En nuestra familia mi marido es algo menos paciente y más autoritario, de pocas explicaciones pero que reacciona cuando la situación se pone tensa tomando el mando y reconduciendo la situación. Yo, en cambio, soy la de infinita paciencia, negociadora, de dar mil explicaciones pero que cuando se enfada pasa de la paciencia a los gritos en pocos segundos. Así que no siempre conseguimos ponernos de acuerdo en cómo educar a los niños. Eso sí, es fundamental, nos basamos en unos mismos valores y trabajamos intensamente para mejorar.
Además de toda esta base, nos queda la difícil y eterna tarea de tomar decisiones tales como castigar o no, ser autoritario o permisivo, ser protector o no, elegir los valores que fomentar, si hacer prevalecer las emociones, si dejar o no que lloren, con qué juguetes pueden jugar, si podrán mirar la tele o la tablet, cómo les enseñaremos a enfrentarse a las nuevas situaciones, a los miedos, a los cambios, a los problemas y conflictos, etcétera.
En definitiva, a diario debemos tomar montones de decisiones que sientan las bases sobre las que educamos a nuestros hijos y tomarlas es uno de los trabajos más duros como padres pues condicionarán en gran medida cómo serán nuestros hijos.

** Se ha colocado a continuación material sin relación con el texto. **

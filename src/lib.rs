//! # czds-dl
//!
//! Concurrent downloader for zone files published through ICANN's
//! Centralized Zone Data Service (CZDS), with streaming gzip decoding and
//! zone-file record parsing.
//!
//! ## Design Philosophy
//!
//! czds-dl is designed to be:
//! - **Library-first** - No CLI or UI, purely a Rust crate for embedding
//! - **Streaming** - Zone files are never buffered whole; lines are decoded as chunks arrive
//! - **Event-driven** - Consumers subscribe to lifecycle events, no polling required
//! - **Sensible defaults** - Works out of the box with just an account credential
//!
//! ## Pipeline
//!
//! [`TokenManager`] exchanges the credential for a bearer token,
//! [`LinkLister`] lists the zone links, and [`DownloadDispatcher`] fans them
//! out across a worker pool. Each worker runs [`ZoneFetcher`], which streams
//! the body through [`zone::LineDecoder`] and, in json mode,
//! [`zone::ZoneLineParser`] into a [`RecordSink`].
//!
//! ## Quick Start
//!
//! ```no_run
//! use czds_dl::{Config, CzdsClient, NullSink};
//! use std::sync::Arc;
//!
//! #[tokio::main]
//! async fn main() -> Result<(), Box<dyn std::error::Error>> {
//!     let mut config = Config::new("me@example.com", "secret");
//!     config.download.output_dir = "zonefiles".into();
//!
//!     let client = CzdsClient::new(config)?;
//!
//!     // Subscribe to events
//!     let mut events = client.subscribe();
//!     tokio::spawn(async move {
//!         while let Ok(event) = events.recv().await {
//!             println!("Event: {:?}", event);
//!         }
//!     });
//!
//!     let results = client.download_all(Arc::new(NullSink)).await?;
//!     println!("{} zone files processed", results.len());
//!
//!     Ok(())
//! }
//! ```

#![warn(missing_docs)]
#![warn(clippy::all)]
#![warn(clippy::unwrap_used)]
#![warn(clippy::expect_used)]

/// Bearer token issuance and refresh
pub mod auth;
/// Configuration types
pub mod config;
/// Zone file downloading (decomposed into focused submodules)
pub mod downloader;
/// Error types
pub mod error;
/// Zone link listing
pub mod links;
/// Retry logic with exponential backoff
pub mod retry;
/// Core types and events
pub mod types;
/// Utility functions
pub mod utils;
/// Zone file line decoding and parsing
pub mod zone;

// Re-export commonly used types
pub use auth::TokenManager;
pub use config::{Config, FileCollisionAction, OutputFormat};
pub use downloader::{
    ChannelSink, CzdsClient, DownloadDispatcher, NullSink, RecordSink, SinkItem, ZoneFetcher,
};
pub use error::{Error, Result};
pub use links::LinkLister;
pub use types::{
    AccessToken, Credential, DownloadOutcome, DownloadResult, Event, RunSummary, ZoneLink,
    ZoneRecord,
};

/// Helper function to download zone links with graceful signal handling.
///
/// Runs [`CzdsClient::download`] and cancels it when a termination signal
/// arrives. Workers stop at the next chunk boundary; the links they did not
/// finish are reported as `Failed("cancelled")`.
///
/// - **Unix:** listens for SIGTERM and SIGINT, with fallbacks if signal registration fails.
/// - **Windows/other:** listens for Ctrl+C via `tokio::signal::ctrl_c()`.
///
/// # Example
///
/// ```no_run
/// use czds_dl::{Config, CzdsClient, NullSink, run_with_shutdown};
/// use std::sync::Arc;
///
/// #[tokio::main]
/// async fn main() -> Result<(), Box<dyn std::error::Error>> {
///     let client = CzdsClient::new(Config::new("me@example.com", "secret"))?;
///     let links = client.list_links().await?;
///
///     // Run with automatic signal handling
///     let results = run_with_shutdown(&client, links, Arc::new(NullSink)).await?;
///     println!("{} zone files processed", results.len());
///
///     Ok(())
/// }
/// ```
pub async fn run_with_shutdown(
    client: &CzdsClient,
    links: Vec<ZoneLink>,
    sink: std::sync::Arc<dyn RecordSink>,
) -> Result<Vec<DownloadResult>> {
    let run = client.download(links, sink);
    tokio::pin!(run);

    tokio::select! {
        results = &mut run => results,
        _ = wait_for_signal() => {
            client.cancel();
            run.await
        }
    }
}

#[cfg(unix)]
async fn wait_for_signal() {
    use tokio::signal::unix::{SignalKind, signal};

    // Registration may fail in restricted environments (containers, tests)
    let mut listeners = Vec::with_capacity(2);
    for (kind, name) in [
        (SignalKind::terminate(), "SIGTERM"),
        (SignalKind::interrupt(), "SIGINT"),
    ] {
        match signal(kind) {
            Ok(listener) => listeners.push((listener, name)),
            Err(e) => tracing::warn!(signal = name, error = %e, "Could not register signal handler"),
        }
    }

    match listeners.as_mut_slice() {
        [(first, first_name), (second, second_name)] => {
            tokio::select! {
                _ = first.recv() => tracing::info!(signal = *first_name, "Received shutdown signal"),
                _ = second.recv() => tracing::info!(signal = *second_name, "Received shutdown signal"),
            }
        }
        [(only, name)] => {
            only.recv().await;
            tracing::info!(signal = *name, "Received shutdown signal");
        }
        _ => {
            tracing::error!("Could not register any signal handlers, using ctrl_c fallback");
            tokio::signal::ctrl_c().await.ok();
        }
    }
}

#[cfg(not(unix))]
async fn wait_for_signal() {
    match tokio::signal::ctrl_c().await {
        Ok(()) => {
            tracing::info!("Received Ctrl+C signal");
        }
        Err(e) => {
            tracing::error!(error = %e, "Failed to listen for Ctrl+C signal");
            // never resolve, so a broken signal listener does not cancel the run
            std::future::pending::<()>().await;
        }
    }
}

Hace poco, en una reunión de padres, un papá (de profesión educador social) habló de coherencia, claridad y firmeza. Considero que estas tres palabras resumen tres de los grandes pilares de la educación.
Ser coherentes yendo todos en la misma dirección, aplicando los mismos criterios, reaccionando siempre de la misma manera, transmitiendo siempre las mismas normas, empleando siempre los mismos límites.
Ser claros transmitiendo los mensajes a nuestros hijos, utilizando un lenguaje simple y fácil de entender para los niños, usando palabras sencillas y frases cortas.
Ser firmes manteniendo nuestros criterios, aplicándolos siempre de la misma manera, ante las mismas situaciones y actuando siempre de la misma forma, dando las mismas razones y las mismas respuestas.
Pero ser coherentes, claros y firmes no siempre es tan fácil. Somos humanos y nuestra paciencia a veces es finita. No cada día estamos del mismo humor ni nuestro vaso está siempre igual de lleno. Por eso en esos días que flaqueamos, nos enfadamos, estamos agotados, gritamos, perdemos la paciencia y cruzamos nuestros propios límites es necesario parar, tomar aire y reflexionar. No lo hemos afrontado como queríamos, hemos llegado más lejos de lo esperado o hemos perdido el control de la situación… Acerquémonos a nuestros hijos, agachémonos para estar a su altura, abracémoslos y pidámosles perdón. Sí, decirles que nos hemos equivocado y pedirles perdón. ¿Acaso no es eso lo que esperamos de nuestros hijos si hacen algo que no está bien?